» **TO DO**
Each line below is to be written out in full, exactly as shown.

((

use mysql_async::prelude::Queryable;
use mysql_async::{Conn, Error};
use mysql_common::params::Params;
use std::collections::HashMap;

/// Column names by ordinal position, for servers that do not log column metadata.
#[derive(Debug, Default)]
pub struct ColumnNames {
    tables: HashMap<(String, String), Vec<String>>,
}

impl ColumnNames {
    pub async fn populate(&mut self, connection: &mut Conn, databases: &[String]) -> Result<(), Error> {
        if databases.is_empty() {
            return Ok(());
        }

        let query = format!(
            "SELECT TABLE_SCHEMA, TABLE_NAME, COLUMN_NAME, ORDINAL_POSITION - 1 FROM information_schema.COLUMNS WHERE TABLE_SCHEMA IN ({}) ORDER BY TABLE_SCHEMA, TABLE_NAME, ORDINAL_POSITION",
            vec!["?"; databases.len()].join(", ")
        );

        let columns = connection
            .exec_map(
                query,
                Params::Positional(databases.iter().map(|db| db.as_str().into()).collect()),
                |(db, table, column, position): (String, String, String, usize)| {
                    (db, table, column, position)
                },
            )
            .await?;

        self.clear();
        self.populate_columns(columns);

        Ok(())
    }

    pub(crate) fn clear(&mut self) {
        self.tables.clear();
    }

    pub(crate) fn populate_columns(
        &mut self,
        source: impl IntoIterator<Item = (String, String, String, usize)>,
    ) {
        for (db, table, column, position) in source {
            let columns = self.tables.entry((db, table)).or_default();

            if columns.len() <= position {
                columns.resize(position + 1, String::new());
            }

            columns[position] = column;
        }
    }

    pub fn has_table(&self, db: &str, table: &str) -> bool {
        self.tables
            .contains_key(&(db.to_owned(), table.to_owned()))
    }

    pub fn column_name(&self, db: &str, table: &str, position: usize) -> Option<&str> {
        self.tables
            .get(&(db.to_owned(), table.to_owned()))
            .and_then(|columns| columns.get(position))
            .map(String::as_str)
            .filter(|name| !name.is_empty())
    }
}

))

» **RESPONSE**
use mysql_async::prelude::Queryable;
use mysql_async::{Conn, Error};
use mysql_common::params::Params;
use std::collections::HashMap;

/// Column names by ordinal position, for servers that do not log column metadata.
#[derive(Debug, Default)]
pub struct ColumnNames {
    tables: HashMap<(String, String), Vec<String>>,
}

impl ColumnNames {
    pub async fn populate(&mut self, connection: &mut Conn, databases: &[String]) -> Result<(), Error> {
        if databases.is_empty() {
            return Ok(());
        }

        let query = format!(
            "SELECT TABLE_SCHEMA, TABLE_NAME, COLUMN_NAME, ORDINAL_POSITION - 1 FROM information_schema.COLUMNS WHERE TABLE_SCHEMA IN ({}) ORDER BY TABLE_SCHEMA, TABLE_NAME, ORDINAL_POSITION",
            vec!["?"; databases.len()].join(", ")
        );

        let columns = connection
            .exec_map(
                query,
                Params::Positional(databases.iter().map(|db| db.as_str().into()).collect()),
                |(db, table, column, position): (String, String, String, usize)| {
                    (db, table, column, position)
                },
            )
            .await?;

        self.clear();
        self.populate_columns(columns);

        Ok(())
    }

    pub(crate) fn clear(&mut self) {
        self.tables.clear();
    }

    pub(crate) fn populate_columns(
        &mut self,
        source: impl IntoIterator<Item = (String, String, String, usize)>,
    ) {
        for (db, table, column, position) in source {
            let columns = self.tables.entry((db, table)).or_default();

            if columns.len() <= position {
                columns.resize(position + 1, String::new());
            }

            columns[position] = column;
        }
    }

    pub fn has_table(&self, db: &str, table: &str) -> bool {
        self.tables
            .contains_key(&(db.to_owned(), table.to_owned()))
    }

    pub fn column_name(&self, db: &str, table: &str, position: usize) -> Option<&str> {
        self.tables
            .get(&(db.to_owned(), table.to_owned()))
            .and_then(|columns| columns.get(position))
            .map(String::as_str)
            .filter(|name| !name.is_empty())
    }
}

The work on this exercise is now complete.